Siamo esseri che hanno bisogno di tutto.

Il dono è all’origine della vita, della nostra vita, di tutte le vite.

Siamo un dono che abbiamo ricevuto dai nostri genitori.

Siamo stati oggetto di innumerevoli doni per crescere, imparare, esercitare un mestiere.

Quelli che dicono “si è fatto da sé” o “si è fatta da sé” mentono, Nessuno si è fatto da sé. Senza i doni che abbiamo ricevuto, non saremmo sopravvissuti. Né saremmo cresciuti.

 

 

Ci realizziamo con gli altri, non contro gli altri

Siamo esseri sociali, non individui. Siamo persone, esseri in relazione con gli altri. E fuori della relazione non c’è umanità possibile.

Noi siamo veramente noi stessi nella rete di legami con gli altri.

Noi ci realizziamo pienamente non nella competizione con gli altri, non nella lotta con gli altri, ma quando a nostra volta siamo capaci di donare, così come noi siamo stati “donati” al mondo e alla vita da altri.

Noi sentiamo che ci realizziamo pienamente, che siamo felici pienamente, nella dimensione del dono, dell’altruismo, della generosità. Lo sperimentiamo, perché queste dimensioni ci portano dentro la nostra verità più profonda che ha bisogno di manifestarsi, di uscire.

Don Dante Clauser, fondatore del Punto d’Incontro per le persone senza dimora, diceva con parole semplici:

Siamo fatti per amare e per essere amati.

Non che non ci sia l’egoismo.

Non che non ci sia il desiderio di possesso, di affermazione, di competizione.

Non che non ci siano in noi – l’abbiamo detto molto chiaramente prima – dimensioni distruttive, non che non ci sia in noi perfino l’inferno.

Però noi sentiamo che ci realizziamo pienamente nella dimensione del dono. Dell’altruismo, della gratuità.

E allora la società può diventare una comunità: un intreccio di relazioni tra persone che si scambiano doni. Di tempo, di conoscenze, di beni, di capacità, di attenzione, di ascolto, di parola.

 

 

La pandemia rivela il bisogno di bene

Ecco perché l’ideologia oggi dominante dell’individualismo è la vera illusione. Perché si fonda su un’idea parziale e quindi non reale dell’essere umano.

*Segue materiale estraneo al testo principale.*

//! Proposal negotiation
//!
//! `Received -> AwaitingApproval -> Approved | Rejected`. Every failure along the way
//! ends in the same relay rejection; the cause only reaches the logs and the audit
//! trail.
//!
//! A proposal holds the single approval slot from just before `approve_session` until
//! its session is established or the call fails, so two approvals can never both
//! reach the relay. A negotiation that outlives `close()` is abandoned.

use super::{LifecycleEvent, SessionManager};
use crate::approval::{ApprovalDecision, ApprovalOutcome, ApprovalRequest};
use crate::audit::AuditEntry;
use crate::capability::SigningCapability;
use crate::namespaces::{build_approved_namespaces, supported_namespaces, NamespaceError};
use crate::relay::{ApproveParams, RelayTransport};
use crate::types::{DappSessionRecord, Proposal, ProposalId, Reason, Session};
use std::time::Duration;
use thiserror::Error;
use tokio::sync::watch;
use tracing::{error, info, warn};

/// Why a proposal was not approved
#[derive(Error, Debug)]
pub enum NegotiationError {
    #[error("session manager is not set up")]
    NotReady,

    #[error("a session is already active on {0}")]
    SessionActive(String),

    #[error("proposal {0} is already being approved")]
    ApprovalInFlight(ProposalId),

    #[error("session manager was closed")]
    Closed,

    #[error("approval surface failed: {0}")]
    Surface(#[source] crate::Error),

    #[error("user rejected the connection")]
    Rejected,

    #[error("approval surface closed without a decision")]
    SurfaceClosed,

    #[error("no decision within {0:?}")]
    TimedOut(Duration),

    #[error(transparent)]
    Namespace(#[from] NamespaceError),

    #[error("proposal offers no relay protocol")]
    MissingRelayProtocol,

    #[error("relay refused approval: {0}")]
    Approve(#[source] crate::Error),
}

impl SessionManager {
    pub(super) async fn on_session_proposal(&self, proposal: Proposal) {
        let (bindings, mut generation) = {
            let mut state = self.inner.state.write().await;
            let bindings = state.bindings();
            if bindings.is_some() {
                state.record_verify_context(proposal.verify_context.clone());
            }
            (bindings, self.inner.generation.subscribe())
        };
        let Some((capability, transport)) = bindings else {
            warn!(proposal_id = proposal.id, error = %NegotiationError::NotReady, "Dropping session proposal");
            return;
        };
        let started = *generation.borrow_and_update();

        info!(
            proposal_id = proposal.id,
            peer = %proposal.proposer.name,
            pairing_topic = %proposal.pairing_topic,
            "Session proposal received"
        );

        match self
            .negotiate(
                &proposal,
                capability.as_ref(),
                transport.as_ref(),
                &mut generation,
            )
            .await
        {
            Ok(session) => {
                self.session_established(&proposal, session, started, transport.as_ref())
                    .await
            }
            Err(cause) => self.reject(&proposal, transport.as_ref(), cause).await,
        }
    }

    async fn negotiate(
        &self,
        proposal: &Proposal,
        capability: &dyn SigningCapability,
        transport: &dyn RelayTransport,
        generation: &mut watch::Receiver<u64>,
    ) -> Result<Session, NegotiationError> {
        let started = *generation.borrow();
        self.ensure_slot_free().await?;

        let mut pending = self
            .inner
            .approvals
            .open(ApprovalRequest::connect(proposal))
            .await
            .map_err(NegotiationError::Surface)?;

        let timeout = self.inner.config.approval.timeout();
        let outcome = tokio::select! {
            outcome = pending.wait(timeout) => Some(outcome),
            _ = generation.changed() => None,
        };
        pending.close();

        match outcome {
            Some(ApprovalOutcome::Decided(ApprovalDecision::Approved)) => {
                info!(proposal_id = proposal.id, "User approved connection");
            }
            Some(ApprovalOutcome::Decided(ApprovalDecision::Rejected)) => {
                return Err(NegotiationError::Rejected)
            }
            Some(ApprovalOutcome::SurfaceClosed) => return Err(NegotiationError::SurfaceClosed),
            Some(ApprovalOutcome::TimedOut) => return Err(NegotiationError::TimedOut(timeout)),
            None => return Err(NegotiationError::Closed),
        }

        let namespaces = build_approved_namespaces(proposal, &supported_namespaces(capability))?;
        let relay_protocol = proposal
            .relays
            .first()
            .map(|relay| relay.protocol.clone())
            .ok_or(NegotiationError::MissingRelayProtocol)?;

        self.reserve(proposal.id, started).await?;

        match transport
            .approve_session(ApproveParams {
                id: proposal.id,
                relay_protocol,
                namespaces,
            })
            .await
        {
            Ok(session) => Ok(session),
            Err(e) => {
                self.inner.state.write().await.release(proposal.id);
                Err(NegotiationError::Approve(e))
            }
        }
    }

    /// Fail early when the proposal could not be approved anyway
    async fn ensure_slot_free(&self) -> Result<(), NegotiationError> {
        let state = self.inner.state.read().await;
        if let Some(topic) = state.session_topic() {
            return Err(NegotiationError::SessionActive(topic.to_string()));
        }
        match state.negotiating() {
            Some(other) => Err(NegotiationError::ApprovalInFlight(other)),
            None => Ok(()),
        }
    }

    /// Take the approval slot, unless the manager was closed since `started`
    async fn reserve(&self, proposal_id: ProposalId, started: u64) -> Result<(), NegotiationError> {
        let mut state = self.inner.state.write().await;
        if *self.inner.generation.borrow() != started {
            return Err(NegotiationError::Closed);
        }
        if let Some(topic) = state.session_topic() {
            return Err(NegotiationError::SessionActive(topic.to_string()));
        }
        if let Some(other) = state.negotiating() {
            return Err(NegotiationError::ApprovalInFlight(other));
        }
        state.reserve(proposal_id);
        Ok(())
    }

    async fn session_established(
        &self,
        proposal: &Proposal,
        session: Session,
        started: u64,
        transport: &dyn RelayTransport,
    ) {
        let current = {
            let mut state = self.inner.state.write().await;
            let current = *self.inner.generation.borrow() == started;
            if current {
                state.establish(
                    proposal.pairing_topic.clone(),
                    session.topic.clone(),
                    proposal.verify_context.clone(),
                );
            } else {
                state.release(proposal.id);
            }
            current
        };

        if !current {
            self.abandon(proposal, &session, transport).await;
            return;
        }

        let record = DappSessionRecord::from(&proposal.proposer);
        if let Err(e) = self.inner.store.put(&session.topic, &record).await {
            warn!(topic = %session.topic, error = %e, "Failed to store dapp session record");
        }

        info!(
            proposal_id = proposal.id,
            topic = %session.topic,
            peer = %proposal.proposer.name,
            "Session established"
        );
        self.audit(
            AuditEntry::new("proposal_approved", "success")
                .proposal(proposal.id)
                .topic(session.topic.clone())
                .peer(proposal.proposer.name.clone()),
        )
        .await;

        self.broadcast(LifecycleEvent::Connected { session });
    }

    /// The relay approved a session after `close()`; take it down again
    async fn abandon(&self, proposal: &Proposal, session: &Session, transport: &dyn RelayTransport) {
        warn!(
            proposal_id = proposal.id,
            topic = %session.topic,
            "Session manager closed during approval, disconnecting session"
        );
        let status = match transport
            .disconnect_session(&session.topic, Reason::user_disconnected())
            .await
        {
            Ok(()) => "disconnected",
            Err(e) => {
                error!(topic = %session.topic, error = %e, "Failed to disconnect abandoned session");
                "error"
            }
        };

        self.audit(
            AuditEntry::new("proposal_abandoned", status)
                .proposal(proposal.id)
                .topic(session.topic.clone())
                .peer(proposal.proposer.name.clone()),
        )
        .await;
    }

    async fn reject(
        &self,
        proposal: &Proposal,
        transport: &dyn RelayTransport,
        cause: NegotiationError,
    ) {
        match &cause {
            NegotiationError::Rejected => {
                info!(proposal_id = proposal.id, "User rejected connection")
            }
            _ => warn!(proposal_id = proposal.id, reason = %cause, "Rejecting session proposal"),
        }

        let status = match transport
            .reject_session(proposal.id, Reason::user_rejected())
            .await
        {
            Ok(()) => "rejected",
            Err(e) => {
                error!(proposal_id = proposal.id, error = %e, "Failed to reject session proposal");
                "error"
            }
        };

        self.audit(
            AuditEntry::new("proposal_rejected", status)
                .proposal(proposal.id)
                .peer(proposal.proposer.name.clone())
                .detail(cause.to_string()),
        )
        .await;
    }
}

Un’idea parziale che pretende di essere totale diventa falsa.

Perché ignora quelle altre dimensioni profonde e reali della vita umana senza le quali non c’è felicità.

Non c’è sentirsi bene in questo mondo. Non c’è capacità collettiva di affrontare i momenti difficili.

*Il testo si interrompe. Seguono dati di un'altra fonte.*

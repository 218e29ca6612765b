//! Signing capability
//!
//! The capability holds key material and executes signing calls routed from
//! established sessions. Keys never leave the capability implementation.

mod evm;

pub use evm::{EvmCapabilityProvider, EvmSigningCapability, PRIVATE_KEY_ENV};

use crate::types::{RpcResponse, SessionRequest};
use crate::Result;
use async_trait::async_trait;
use std::sync::Arc;

/// A signing identity on one chain
///
/// `execute` encodes expected failures (unsupported method, bad params, user denial)
/// as [`RpcResponse::Error`]; it must not panic for them.
#[async_trait]
pub trait SigningCapability: Send + Sync {
    /// Chain identifier in `namespace:reference` form, e.g. `eip155:1`
    fn chain_id(&self) -> String;

    /// Methods this capability can execute, in preference order
    fn supported_methods(&self) -> Vec<String>;

    /// Events this capability may emit to peers
    fn supported_events(&self) -> Vec<String>;

    /// Current account identifier (address)
    fn current_account(&self) -> String;

    /// Execute one signing call
    async fn execute(&self, request: &SessionRequest) -> RpcResponse;
}

/// Produces the capability bound at manager setup
#[async_trait]
pub trait CapabilityProvider: Send + Sync {
    async fn bind(&self) -> Result<Arc<dyn SigningCapability>>;
}

/// Provider that hands out an already-constructed capability
pub struct StaticCapabilityProvider {
    capability: Arc<dyn SigningCapability>,
}

impl StaticCapabilityProvider {
    pub fn new(capability: Arc<dyn SigningCapability>) -> Self {
        Self { capability }
    }
}

#[async_trait]
impl CapabilityProvider for StaticCapabilityProvider {
    async fn bind(&self) -> Result<Arc<dyn SigningCapability>> {
        Ok(Arc::clone(&self.capability))
    }
}

/// Namespace key of a chain id (`"eip155:1"` -> `"eip155"`)
pub fn namespace_of(chain_id: &str) -> &str {
    chain_id.split(':').next().unwrap_or(chain_id)
}

/// CAIP-10 account id for `account` on `chain_id`
pub fn account_id(chain_id: &str, account: &str) -> String {
    format!("{}:{}", chain_id, account)
}
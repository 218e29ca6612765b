//! Relay listener bookkeeping
//!
//! Registrations are drained when they are removed, so tearing down twice removes
//! nothing the second time.

use crate::relay::{EventKind, EventSink, ListenerId, RelayTransport};
use crate::{Error, Result};
use std::sync::Arc;
use tokio::task::JoinHandle;
use tracing::{debug, warn};

type Registration = (EventKind, ListenerId);

/// Listeners currently registered with the relay and the task draining them
#[derive(Default)]
pub(crate) struct Listeners {
    transport: Option<Arc<dyn RelayTransport>>,
    registered: Vec<Registration>,
    dispatcher: Option<JoinHandle<()>>,
}

impl Listeners {
    pub fn is_active(&self) -> bool {
        !self.registered.is_empty()
    }

    pub fn activate(
        &mut self,
        transport: Arc<dyn RelayTransport>,
        registered: Vec<Registration>,
        dispatcher: JoinHandle<()>,
    ) {
        self.transport = Some(transport);
        self.registered = registered;
        self.dispatcher = Some(dispatcher);
    }

    /// Remove every listener and stop the dispatcher; returns how many were removed
    pub fn deactivate(&mut self) -> usize {
        let registered = std::mem::take(&mut self.registered);
        let removed = registered.len();
        if let Some(transport) = self.transport.take() {
            unregister_all(transport.as_ref(), registered);
        }
        if let Some(dispatcher) = self.dispatcher.take() {
            dispatcher.abort();
        }
        removed
    }
}

/// Register `sink` for every event kind, or for none of them
pub(crate) fn register_all(
    transport: &dyn RelayTransport,
    sink: &EventSink,
) -> Result<Vec<Registration>> {
    let mut registered = Vec::with_capacity(EventKind::ALL.len());
    for kind in EventKind::ALL {
        match transport.on(kind, sink.clone()) {
            Ok(id) => {
                debug!(event = %kind, listener = %id, "Registered relay listener");
                registered.push((kind, id));
            }
            Err(e) => {
                unregister_all(transport, registered);
                return Err(Error::Initialization(format!(
                    "failed to register {} listener: {}",
                    kind, e
                )));
            }
        }
    }
    Ok(registered)
}

/// Best effort: failures are logged and the rest are still removed
pub(crate) fn unregister_all(transport: &dyn RelayTransport, registered: Vec<Registration>) {
    for (kind, id) in registered {
        if let Err(e) = transport.off(kind, id) {
            warn!(event = %kind, listener = %id, error = %e, "Failed to unregister relay listener");
        }
    }
}

#[cfg(test)]
mod tests {
    use super::*;
    use crate::relay::LoopbackRelay;
    use tokio::sync::mpsc;

    #[test]
    fn registers_every_kind() {
        let relay = LoopbackRelay::new();
        let (tx, _rx) = mpsc::unbounded_channel();

        let registered = register_all(&relay, &tx).unwrap();
        assert_eq!(registered.len(), EventKind::ALL.len());
        for kind in EventKind::ALL {
            assert_eq!(relay.listener_count(kind), 1);
        }
    }

    #[test]
    fn failed_registration_rolls_back() {
        let relay = LoopbackRelay::new();
        relay.fail_registration(EventKind::SessionPing);
        let (tx, _rx) = mpsc::unbounded_channel();

        let err = register_all(&relay, &tx).unwrap_err();
        assert!(err.to_string().contains("session_ping"));
        for kind in EventKind::ALL {
            assert_eq!(relay.listener_count(kind), 0);
        }
    }

    #[tokio::test]
    async fn deactivate_twice_removes_once() {
        let relay = Arc::new(LoopbackRelay::new());
        let (tx, _rx) = mpsc::unbounded_channel();
        let registered = register_all(relay.as_ref(), &tx).unwrap();

        let mut listeners = Listeners::default();
        listeners.activate(
            relay.clone() as Arc<dyn RelayTransport>,
            registered,
            tokio::spawn(async {}),
        );
        assert!(listeners.is_active());

        assert_eq!(listeners.deactivate(), EventKind::ALL.len());
        assert_eq!(listeners.deactivate(), 0);
        assert!(!listeners.is_active());
        assert_eq!(relay.listener_count(EventKind::SessionProposal), 0);
    }
}
//! Error types for the session manager

use thiserror::Error;

#[derive(Error, Debug)]
pub enum Error {
    #[error("Initialization failed: {0}")]
    Initialization(String),

    #[error("Relay error: {0}")]
    Relay(String),

    #[error("Signing capability error: {0}")]
    Capability(String),

    #[error("Approval surface error: {0}")]
    Approval(String),

    #[error("Session store error: {0}")]
    Store(String),

    #[error("Configuration error: {0}")]
    Config(String),

    #[error("Invalid argument: {0}")]
    InvalidArgument(String),

    #[error("JSON error: {0}")]
    Json(#[from] serde_json::Error),

    #[error("I/O error: {0}")]
    Io(#[from] std::io::Error),
}

pub type Result<T> = std::result::Result<T, Error>;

E quanto tutto questo sia vero – lo dicevamo all’inizio della nostra riflessione – lo comprendiamo in maniera chiarissima in questo tempo di pandemia. Che fa emergere, come in tempi di guerra, il peggio e il meglio dell’essere umano.

Ma noi sappiamo distinguere con chiarezza il peggio e il meglio. Ciò che fa bene e ciò che fa male. Ciò che salva e ciò che uccide.

Mai come in tempi drammatici come questo avvertiamo che abbiamo bisogno del bene e della bontà.

Che ciascuno di noi ha bisogno del bene degli altri e che noi pure dobbiamo essere il bene per gli altri.

Che non stiamo insieme per contratto o per sfidarci continuamente, e che questa è un’idea malata degli esseri umani e della società.

 

 

L’individualismo è un’illusione: senza dono la vita è incompiuta

Abbiamo davanti questo grande compito: salvare nella nostra vita personale e nella vita collettiva questa idea di persona e di comunità.

Salvarla, combattendo l’idea dominante fondata sull’individualismo. Un’idea dominante falsa e distruttiva.

Salvare questa nostra idea di umanità alimentando continuamente il circuito delle relazioni sociali con pensieri diversi da quelli dominanti. E con gesti e opere che mostrano la bellezza del dono, dell’altruismo, della generosità.

Non come doveri, pesi, sacrifici: ma come dimensioni della vita senza le quali la vita non è vita. È una vita incompiuta.

Un grande compito di pensiero e di azione. Personale e collettivo.

L’avversario che ci sta davanti è potente e pericoloso. Permea tutte le dimensioni della vita collettiva.

Ma è una buona battaglia alla quale non possiamo rinunciare.

Perché, oltre che buona, è una bella battaglia.

Ci fa sentire in sintonia con ciò che è in noi di più vero e di più giusto.